Data section below:

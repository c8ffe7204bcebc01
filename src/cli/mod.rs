//! Terminal front-ends over the [`Engine`](crate::engine::Engine).
//!
//! Each command opens the configured database itself, so they can run next to
//! a live `strata serve` sharing the same file.

pub mod crystals;
pub mod doctor;
pub mod drain;
pub mod model;
pub mod recall;
pub mod search;
pub mod stats;

use crate::layers::truncate_preview;

/// One-line preview for terminal listings.
pub(crate) fn preview(content: &str) -> String {
    truncate_preview(&content.replace('\n', " "), 120)
}
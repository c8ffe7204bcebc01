use anyhow::Result;

use crate::config::StrataConfig;
use crate::engine::Engine;

/// Drain the ingestion backlog into the knowledge graph.
///
/// Stops after `max_batches` or once nothing is pending.
pub async fn drain(config: StrataConfig, batch_size: Option<usize>, max_batches: usize) -> Result<()> {
    let batch_size = batch_size.unwrap_or(config.ingest.batch_size);
    anyhow::ensure!(batch_size > 0, "--batch-size must be positive");

    let engine = Engine::open(config)?;
    let before = engine.backlog.count_pending().await?;
    if before == 0 {
        println!("Backlog is empty.");
        return Ok(());
    }

    let reports = engine.drainer.drain_all(batch_size, max_batches).await?;
    for report in &reports {
        println!(
            "  batch {:>4}  events {}-{}  ingested {}  skipped {}  edges +{}{}",
            report.batch_id.unwrap_or_default(),
            report.start_id,
            report.end_id,
            report.ingested,
            report.skipped,
            report.edges_created,
            if report.reissued { "  (reissued)" } else { "" }
        );
    }

    let after = engine.backlog.count_pending().await?;
    println!();
    println!("Drained {} batch(es); pending {before} -> {after}", reports.len());
    Ok(())
}
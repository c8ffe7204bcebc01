//! Text-to-vector embedding for the semantic anchor layer.
//!
//! Provides the [`EmbeddingProvider`] trait and three implementations:
//! - `local`: all-MiniLM-L6-v2 on ONNX Runtime (the default)
//! - `remote`: an OpenAI-compatible `/embeddings` endpoint
//! - `hashed`: lexical feature hashing with no model files, for offline use
//!   and tests
//!
//! All produce L2-normalized vectors of [`EMBEDDING_DIM`] dimensions.

pub mod hashed;
pub mod local;
pub mod remote;

use anyhow::Result;
use async_trait::async_trait;

/// Width of the `anchors_vec` column.
pub const EMBEDDING_DIM: usize = 384;

#[async_trait]
pub trait EmbeddingProvider: Send + Sync {
    /// Embed a single text string into a vector.
    async fn embed(&self, text: &str) -> Result<Vec<f32>>;

    /// Identifier recorded in `schema_meta` so a provider switch can be detected.
    fn model_id(&self) -> String;
}

/// Create an embedding provider from config.
///
/// `local` fails when the model files are missing; run `strata model download`.
pub fn create_provider(
    config: &crate::config::EmbeddingConfig,
) -> Result<Box<dyn EmbeddingProvider>> {
    match config.provider.as_str() {
        "local" => Ok(Box::new(local::LocalEmbeddingProvider::new(config)?)),
        "hashed" => Ok(Box::new(hashed::HashedEmbeddingProvider::new())),
        "remote" => Ok(Box::new(remote::RemoteEmbeddingProvider::new(
            &config.url,
            &config.model,
        )?)),
        other => anyhow::bail!("unknown embedding provider: {other}. Supported: local, remote, hashed"),
    }
}

/// The `model_id` a provider built from `config` would report, without
/// loading anything.
pub fn configured_model_id(config: &crate::config::EmbeddingConfig) -> String {
    match config.provider.as_str() {
        "local" => format!("local:{}", config.model),
        "remote" => format!("remote:{}", config.model),
        "hashed" => hashed::MODEL_ID.to_string(),
        other => other.to_string(),
    }
}

/// Scale `v` to unit length in place. Zero vectors are left untouched.
pub fn l2_normalize(v: &mut [f32]) {
    let norm: f32 = v.iter().map(|x| x * x).sum::<f32>().sqrt();
    if norm > 0.0 {
        v.iter_mut().for_each(|x| *x /= norm);
    }
}

/// Convert an f32 embedding slice to raw bytes for sqlite-vec.
pub fn embedding_to_bytes(embedding: &[f32]) -> &[u8] {
    unsafe {
        std::slice::from_raw_parts(
            embedding.as_ptr() as *const u8,
            std::mem::size_of_val(embedding),
        )
    }
}

/// L2 distance between unit vectors whose cosine similarity is `cosine`.
pub fn cosine_threshold_to_l2(cosine: f64) -> f64 {
    (2.0 - 2.0 * cosine).max(0.0).sqrt()
}
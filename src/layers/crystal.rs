//! Crystallization layer: a chain of compressed period summaries.
//!
//! Summaries are produced elsewhere; this layer stores them, links each to the
//! one before it, and keeps only the newest `window` current. Older crystals are
//! archived (stamped with `archived_at`), never deleted.

use async_trait::async_trait;
use rusqlite::{params, Connection, OptionalExtension, Row};
use serde::{Deserialize, Serialize};
use std::time::Duration;
use tracing::{debug, info, warn};

use super::{bands, with_deadline, Layer, LayerKind, Metadata, SearchResult};
use crate::config::CrystalConfig;
use crate::db::{self, Db};
use crate::error::{LayerError, Result};
use crate::lock::{names, LockManager};

#[derive(Debug, Clone, Serialize, Deserialize)]
pub struct Crystal {
    pub seq: i64,
    pub summary: String,
    /// First and last raw event id covered, when known.
    pub span_start: Option<i64>,
    pub span_end: Option<i64>,
    pub predecessor: Option<i64>,
    pub created_at: String,
    pub archived_at: Option<String>,
}

#[derive(Debug, Clone, Default, Serialize, Deserialize)]
pub struct CrystalInput {
    pub summary: String,
    #[serde(default)]
    pub span_start: Option<i64>,
    #[serde(default)]
    pub span_end: Option<i64>,
}

impl CrystalInput {
    fn validate(&self) -> Result<()> {
        if self.summary.trim().is_empty() {
            return Err(LayerError::InvalidInput("crystal summary must not be empty".into()));
        }
        if let (Some(start), Some(end)) = (self.span_start, self.span_end) {
            if start > end {
                return Err(LayerError::InvalidInput(format!(
                    "span start {start} is after span end {end}"
                )));
            }
        }
        Ok(())
    }
}

const COLUMNS: &str = "seq, summary, span_start, span_end, predecessor, created_at, archived_at";

fn crystal_from_row(row: &Row<'_>) -> rusqlite::Result<Crystal> {
    Ok(Crystal {
        seq: row.get(0)?,
        summary: row.get(1)?,
        span_start: row.get(2)?,
        span_end: row.get(3)?,
        predecessor: row.get(4)?,
        created_at: row.get(5)?,
        archived_at: row.get(6)?,
    })
}

/// Append a crystal linked to the current newest one.
pub fn store_crystal(conn: &mut Connection, input: &CrystalInput) -> Result<Crystal> {
    input.validate()?;
    let tx = conn.transaction_with_behavior(rusqlite::TransactionBehavior::Immediate)?;
    let predecessor: Option<i64> = tx.query_row("SELECT MAX(seq) FROM crystals", [], |r| r.get(0))?;
    let now = db::now_rfc3339();
    tx.execute(
        "INSERT INTO crystals (summary, span_start, span_end, predecessor, created_at) \
         VALUES (?1, ?2, ?3, ?4, ?5)",
        params![input.summary, input.span_start, input.span_end, predecessor, now],
    )?;
    let seq = tx.last_insert_rowid();
    tx.commit()?;
    Ok(Crystal {
        seq,
        summary: input.summary.clone(),
        span_start: input.span_start,
        span_end: input.span_end,
        predecessor,
        created_at: now,
        archived_at: None,
    })
}

/// Archive every current crystal except the newest `window`. Returns how many moved.
pub fn rotate(conn: &Connection, window: usize) -> Result<usize> {
    let moved = conn.execute(
        "UPDATE crystals SET archived_at = ?1 \
         WHERE archived_at IS NULL AND seq NOT IN \
           (SELECT seq FROM crystals WHERE archived_at IS NULL ORDER BY seq DESC LIMIT ?2)",
        params![db::now_rfc3339(), window as i64],
    )?;
    Ok(moved)
}

/// Newest first, never more than `window` even if a rotation is pending.
pub fn list_current(conn: &Connection, window: usize) -> Result<Vec<Crystal>> {
    let mut stmt = conn.prepare(&format!(
        "SELECT {COLUMNS} FROM crystals WHERE archived_at IS NULL ORDER BY seq DESC LIMIT ?1"
    ))?;
    let rows = stmt
        .query_map(params![window as i64], crystal_from_row)?
        .collect::<std::result::Result<Vec<_>, _>>()?;
    Ok(rows)
}

pub fn list_archive(conn: &Connection, limit: usize, offset: usize) -> Result<Vec<Crystal>> {
    let mut stmt = conn.prepare(&format!(
        "SELECT {COLUMNS} FROM crystals WHERE archived_at IS NOT NULL \
         ORDER BY seq DESC LIMIT ?1 OFFSET ?2"
    ))?;
    let rows = stmt
        .query_map(params![limit as i64, offset as i64], crystal_from_row)?
        .collect::<std::result::Result<Vec<_>, _>>()?;
    Ok(rows)
}

pub fn get_crystal(conn: &Connection, seq: i64) -> Result<Option<Crystal>> {
    Ok(conn
        .query_row(
            &format!("SELECT {COLUMNS} FROM crystals WHERE seq = ?1"),
            params![seq],
            crystal_from_row,
        )
        .optional()?)
}

/// Follow predecessor links from `seq`, newest first, at most `max` links.
pub fn chain(conn: &Connection, seq: i64, max: usize) -> Result<Vec<Crystal>> {
    let mut out = Vec::new();
    let mut next = Some(seq);
    while let Some(current) = next {
        if out.len() >= max {
            break;
        }
        let Some(crystal) = get_crystal(conn, current)? else {
            break;
        };
        next = crystal.predecessor;
        out.push(crystal);
    }
    Ok(out)
}

pub fn count_current(conn: &Connection) -> Result<u64> {
    let n: i64 = conn.query_row(
        "SELECT COUNT(*) FROM crystals WHERE archived_at IS NULL",
        [],
        |r| r.get(0),
    )?;
    Ok(n as u64)
}

#[derive(Clone)]
pub struct CrystalLayer {
    db: Db,
    locks: LockManager,
    config: CrystalConfig,
}

impl CrystalLayer {
    pub fn new(db: Db, locks: LockManager, config: CrystalConfig) -> Self {
        Self { db, locks, config }
    }

    fn timeout(&self) -> Duration {
        Duration::from_millis(self.config.timeout_ms)
    }

    pub fn window(&self) -> usize {
        self.config.window
    }

    /// Store, then rotate if another process is not already rotating.
    pub async fn put(&self, input: CrystalInput) -> Result<Crystal> {
        let crystal = self.db.call(move |conn| store_crystal(conn, &input)).await?;
        info!(seq = crystal.seq, predecessor = ?crystal.predecessor, "crystal stored");
        if let Err(e) = self.rotate().await {
            warn!(error = %e, "crystal rotation failed, next store will retry");
        }
        Ok(crystal)
    }

    /// Count-based rotation under the `crystals:rotate` lock. Returns `None`
    /// when another holder has the lock.
    pub async fn rotate(&self) -> Result<Option<usize>> {
        if !self.locks.acquire(names::CRYSTAL_ROTATE, None).await? {
            debug!("crystal rotation skipped, lock held elsewhere");
            return Ok(None);
        }
        let window = self.config.window;
        let result = self.db.call(move |conn| rotate(conn, window)).await;
        self.locks.release(names::CRYSTAL_ROTATE).await?;
        let moved = result?;
        if moved > 0 {
            info!(moved, window, "crystals archived");
        }
        Ok(Some(moved))
    }

    pub async fn current(&self) -> Result<Vec<Crystal>> {
        let window = self.config.window;
        with_deadline(
            LayerKind::Crystal,
            self.timeout(),
            self.db.call(move |conn| list_current(conn, window)),
        )
        .await
    }

    pub async fn archive(&self, limit: usize, offset: usize) -> Result<Vec<Crystal>> {
        self.db
            .call(move |conn| list_archive(conn, limit, offset))
            .await
    }

    pub async fn get(&self, seq: i64) -> Result<Crystal> {
        self.db
            .call(move |conn| get_crystal(conn, seq))
            .await?
            .ok_or_else(|| LayerError::NotFound(format!("crystal {seq}")))
    }

    pub async fn chain(&self, seq: i64, max: usize) -> Result<Vec<Crystal>> {
        self.db.call(move |conn| chain(conn, seq, max)).await
    }
}

fn meta_i64(metadata: &Metadata, key: &str) -> Result<Option<i64>> {
    match metadata.get(key) {
        None | Some(serde_json::Value::Null) => Ok(None),
        Some(v) => v
            .as_i64()
            .map(Some)
            .ok_or_else(|| LayerError::InvalidInput(format!("{key} must be an integer"))),
    }
}

#[async_trait]
impl Layer for CrystalLayer {
    fn kind(&self) -> LayerKind {
        LayerKind::Crystal
    }

    async fn store(&self, content: &str, metadata: &Metadata) -> Result<String> {
        let input = CrystalInput {
            summary: content.to_string(),
            span_start: meta_i64(metadata, "span_start")?,
            span_end: meta_i64(metadata, "span_end")?,
        };
        Ok(self.put(input).await?.seq.to_string())
    }

    /// Current crystals by recency. The query does not filter: current
    /// summaries are always part of the ambient picture.
    async fn search(&self, _query: &str, limit: usize) -> Result<Vec<SearchResult>> {
        let mut crystals = self.current().await?;
        crystals.truncate(limit);
        Ok(crystals
            .into_iter()
            .enumerate()
            .map(|(i, c)| {
                let mut r = SearchResult::new(
                    LayerKind::Crystal,
                    c.seq.to_string(),
                    c.summary,
                    bands::stepped(bands::CRYSTAL, bands::CRYSTAL_STEP, i),
                )
                .with_meta("seq", c.seq)
                .with_meta("created_at", c.created_at);
                if let Some(p) = c.predecessor {
                    r = r.with_meta("predecessor", p);
                }
                if let (Some(s), Some(e)) = (c.span_start, c.span_end) {
                    r = r.with_meta("span_start", s).with_meta("span_end", e);
                }
                r
            })
            .collect())
    }
}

End of Data section.

Work task:
Please give the number of lines in the entries that contain the word "CrystalLayer", and nothing besides it.

Written solution:
3